MP Eleitoral aciona Polícia Federal para investigar vídeo do influenciador Rico Melquíades em Alagoas
Gravação com mais de 12 milhões de visualizações mostra funcionária ameaçada de demissão por preferência política; procurador destaca que liberdade de voto é inviolável.
Rico Melquíades/Arquivo Pessoal MACEIÓ (AL) — O Ministério Público Eleitoral em Alagoas (MPE/AL) solicitou a abertura de inquérito junto à Polícia Federal (PF) para apurar o conteúdo de um vídeo publicado pelo influenciador digital Rico Melquíades em suas redes sociais. A publicação levantou fortes suspeitas de crime de coação eleitoral após uma funcionária ser questionada sobre seu posicionamento político-partidário e, em seguida, ser ameaçada de demissão no ambiente de trabalho.
A gravação foi veiculada no sábado (12), quando o perfil do influenciador somava mais de 12,4 milhões de seguidores. Diante da repercussão, o MPE/AL instaurou procedimento administrativo e acionou a Polícia Federal para apuração sob a ótica criminal.

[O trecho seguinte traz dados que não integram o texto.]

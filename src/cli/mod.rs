//! Command-line interface for reelmatch.
//!
//! Provides commands for syncing the catalog mirror, running searches,
//! listing featured entries and inspecting the derived vocabulary.

use std::path::PathBuf;
use std::sync::Arc;

use anyhow::{Context, Result};
use clap::{Parser, Subcommand};

use crate::adapters::FileCatalogSource;
use crate::config;
use crate::core::ShortFilmSkill;
use crate::domain::{MatchResult, ResultKind};
use crate::library::EntityCategory;
use crate::search::DEFAULT_PLAYLIST_LIMIT;

/// reelmatch - Short film catalog mirror and media matcher
#[derive(Parser, Debug)]
#[command(name = "reelmatch")]
#[command(author, version, about, long_about = None)]
pub struct Cli {
    #[command(subcommand)]
    pub command: Commands,
}

#[derive(Subcommand, Debug)]
pub enum Commands {
    /// Fetch the remote catalog once and merge it
    Sync {
        /// Load the bootstrap snapshot before syncing
        #[arg(long)]
        bootstrap: bool,

        /// Merge a local snapshot file instead of the remote source
        #[arg(long)]
        from_file: Option<PathBuf>,
    },

    /// Search the catalog with a natural-language phrase
    Search {
        /// Phrase, e.g. "play a short film by Masters of Pie"
        phrase: String,

        /// Declared media type
        #[arg(short, long, default_value = "short_film")]
        media_type: String,

        /// Print results as JSON
        #[arg(long)]
        json: bool,
    },

    /// List featured entries in catalog order
    Featured {
        /// Maximum number of entries to show
        #[arg(short, long, default_value_t = DEFAULT_PLAYLIST_LIMIT)]
        limit: usize,
    },

    /// Show the entity vocabulary derived from the catalog
    Vocab {
        /// Only show one category (e.g. film_studio)
        #[arg(short, long)]
        category: Option<String>,
    },

    /// Keep the catalog in sync until interrupted
    Watch,

    /// Show resolved configuration (debug)
    Config,
}

impl Cli {
    /// Execute the CLI command
    pub async fn execute(self) -> Result<()> {
        match self.command {
            Commands::Sync {
                bootstrap,
                from_file,
            } => sync(bootstrap, from_file).await,
            Commands::Search {
                phrase,
                media_type,
                json,
            } => search(&phrase, &media_type, json).await,
            Commands::Featured { limit } => featured(limit).await,
            Commands::Vocab { category } => vocab(category).await,
            Commands::Watch => watch().await,
            Commands::Config => show_config(),
        }
    }
}

async fn open_skill() -> Result<ShortFilmSkill> {
    let config = config::config()?;
    ShortFilmSkill::from_config(config).await
}

/// One-shot sync
async fn sync(bootstrap: bool, from_file: Option<PathBuf>) -> Result<()> {
    let config = config::config()?;
    let skill = ShortFilmSkill::from_config(config).await?;

    if let Some(path) = from_file {
        let manager = crate::sync::SyncManager::new(
            Arc::clone(skill.store()),
            Arc::new(FileCatalogSource::new(path)),
        );
        let report = manager.sync_once().await?;
        print_report(&report);
        print_saved_to(&skill);
        return Ok(());
    }

    let manager = skill.sync_manager(&config.sync)?;

    if bootstrap {
        match manager.bootstrap().await {
            Some(result) => print_report(&result?),
            None => eprintln!("No bootstrap_url configured, skipping bootstrap"),
        }
    }

    let report = manager.sync_once().await?;
    print_report(&report);
    print_saved_to(&skill);

    Ok(())
}

fn print_report(report: &crate::sync::SyncReport) {
    println!(
        "Merged {} records from {}: {} new, {} updated, {} unchanged ({} in catalog)",
        report.stats.total(),
        report.source,
        report.stats.inserted,
        report.stats.updated,
        report.stats.unchanged,
        report.catalog_len
    );
}

fn print_saved_to(skill: &ShortFilmSkill) {
    if let Some(path) = skill.store().path() {
        println!("Catalog saved to {}", path.display());
    }
}

/// Search and print ranked results
async fn search(phrase: &str, media_type: &str, json: bool) -> Result<()> {
    let skill = open_skill().await?;
    let results = skill.search_str(phrase, media_type)?;
    let matched: Vec<String> = results
        .matched()
        .iter()
        .map(|(category, entity)| format!("{}={}", category, entity))
        .collect();
    let results: Vec<MatchResult> = results.collect();

    if json {
        println!("{}", serde_json::to_string_pretty(&results)?);
        return Ok(());
    }

    if !matched.is_empty() {
        println!("Matched: {}", matched.join(", "));
    }

    if results.is_empty() {
        println!("No matches for \"{}\"", phrase);
        return Ok(());
    }

    println!("{:<6} {:<10} {}", "SCORE", "KIND", "TITLE");
    println!("{}", "-".repeat(75));

    for result in &results {
        match &result.kind {
            ResultKind::Video { uri } => {
                println!("{:<6} {:<10} {}", result.match_confidence, "video", result.title);
                println!("{:<17} {}", "", uri);
            }
            ResultKind::Playlist { entries } => {
                println!(
                    "{:<6} {:<10} {} ({} entries)",
                    result.match_confidence,
                    "playlist",
                    result.title,
                    entries.len()
                );
            }
        }
    }

    Ok(())
}

/// Print the featured view
async fn featured(limit: usize) -> Result<()> {
    let skill = open_skill().await?;
    let entries = skill.featured();

    if entries.is_empty() {
        println!("Catalog is empty. Run `reelmatch sync` first.");
        return Ok(());
    }

    println!("Featured from {}:", skill.identity().provider_name);
    for (idx, entry) in entries.iter().take(limit).enumerate() {
        println!("{:>4}. {}", idx + 1, entry.title);
    }

    if entries.len() > limit {
        println!("... and {} more", entries.len() - limit);
    }

    Ok(())
}

/// Print vocabulary categories
async fn vocab(category: Option<String>) -> Result<()> {
    let categories = match category {
        Some(name) => vec![name
            .parse::<EntityCategory>()
            .map_err(anyhow::Error::msg)?],
        None => EntityCategory::ALL.to_vec(),
    };

    let skill = open_skill().await?;
    let snapshot = skill.store().snapshot();

    for category in categories {
        println!(
            "{} ({})",
            category,
            snapshot.vocabulary.count(category)
        );
        for entry in snapshot.vocabulary.entries(category) {
            println!("  {}", entry);
        }
    }

    Ok(())
}

/// Run the sync loop until Ctrl-C
async fn watch() -> Result<()> {
    let config = config::config()?;
    let skill = ShortFilmSkill::from_config(config).await?;
    let manager = skill.sync_manager(&config.sync)?;

    let schedule = *manager.schedule();
    tracing::info!(
        "Syncing {} every {:?} to {:?}",
        config.sync.source_url,
        schedule.min_delay(),
        schedule.max_delay()
    );

    let handle = manager.start();

    tokio::signal::ctrl_c()
        .await
        .context("Failed to listen for Ctrl-C")?;

    tracing::info!("Stopping catalog sync...");
    handle.stop().await
}

/// Show resolved configuration
fn show_config() -> Result<()> {
    let config = config::config()?;

    println!("Home:          {}", config.home.display());
    println!("Catalog:       {}", config.catalog_path().display());
    match &config.config_file {
        Some(path) => println!("Config file:   {}", path.display()),
        None => println!("Config file:   (none, using defaults)"),
    }
    println!("Source URL:    {}", config.sync.source_url);
    println!(
        "Bootstrap URL: {}",
        config.sync.bootstrap_url.as_deref().unwrap_or("(none)")
    );
    println!(
        "Sync window:   {}s - {}s (fetch timeout {}s)",
        config.sync.min_delay_seconds, config.sync.max_delay_seconds, config.sync.fetch_timeout_seconds
    );
    println!("Skill ID:      {}", config.skill.identity.skill_id);
    println!("Provider:      {}", config.skill.identity.provider_name);

    Ok(())
}

#[cfg(test)]
mod tests {
    use super::*;

    #[test]
    fn test_parse_search_command() {
        let cli = Cli::try_parse_from(["reelmatch", "search", "play Dust", "-m", "generic"]).unwrap();

        match cli.command {
            Commands::Search {
                phrase,
                media_type,
                json,
            } => {
                assert_eq!(phrase, "play Dust");
                assert_eq!(media_type, "generic");
                assert!(!json);
            }
            other => panic!("unexpected command: {:?}", other),
        }
    }

    #[test]
    fn test_parse_sync_defaults() {
        let cli = Cli::try_parse_from(["reelmatch", "sync"]).unwrap();
        assert!(matches!(
            cli.command,
            Commands::Sync {
                bootstrap: false,
                from_file: None
            }
        ));
    }

    #[test]
    fn test_featured_default_limit() {
        let cli = Cli::try_parse_from(["reelmatch", "featured"]).unwrap();
        assert!(matches!(cli.command, Commands::Featured { limit } if limit == DEFAULT_PLAYLIST_LIMIT));
    }
}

Investigação Criminal e Enquadramento Legal
A conduta está sendo analisada com base no Artigo 301 do Código Eleitoral, que tipifica como crime o uso de violência ou grave ameaça para coagir o eleitor:
O Vídeo: Nas imagens, o influenciador aparece ao lado de quatro trabalhadoras e pergunta quem realiza o pagamento de seus salários. Em seguida, ao associar uma das funcionárias a determinado partido político, afirma que ela estaria demitida e ordena que recolha seus pertences;
Manifestação do MPE: O procurador regional eleitoral em Alagoas, Marcial Duarte Coêlho, enfatizou que o poder econômico não pode ser instrumento de intimidação:
"É inaceitável que alguém se valha da posição de empregador, do poder econômico e da dependência decorrente da relação de trabalho para constranger trabalhadores em razão de suas escolhas políticas. Emprego e salário não podem ser usados como instrumentos para impor, direcionar ou tentar interferir no voto de ninguém."
Justificativa de 'Brincadeira' e Ação na Justiça Eleitoral
O procurador regional eleitoral rechaçou a tese de que o episódio pudesse ser desconsiderado por ter sido apresentado em tom jocoso:
Constrangimento Tolerado: Para Marcial Coêlho, colocar o sustento e o emprego de um cidadão em risco por razões partidárias caracteriza constrangimento intolerável, independentemente da intenção de entretenimento;
Ação na Justiça Eleitoral: Além da esfera criminal na Polícia Federal, o Ministério Público Eleitoral informou que acionará a Justiça Eleitoral para adotar medidas preventivas e proibir a repetição de atitudes que exerçam pressão sobre a liberdade de voto de trabalhadores.
O MPE reforçou que o voto é secreto e garantido por lei, assegurando que nenhum trabalhador deve revelar sua escolha ou ceder a pressões no ambiente de trabalho.
O Portal AlagoasNT TV e a NTSportTv acompanham os desdobramentos das apurações junto à Polícia Federal e ao Tribunal Regional Eleitoral de Alagoas.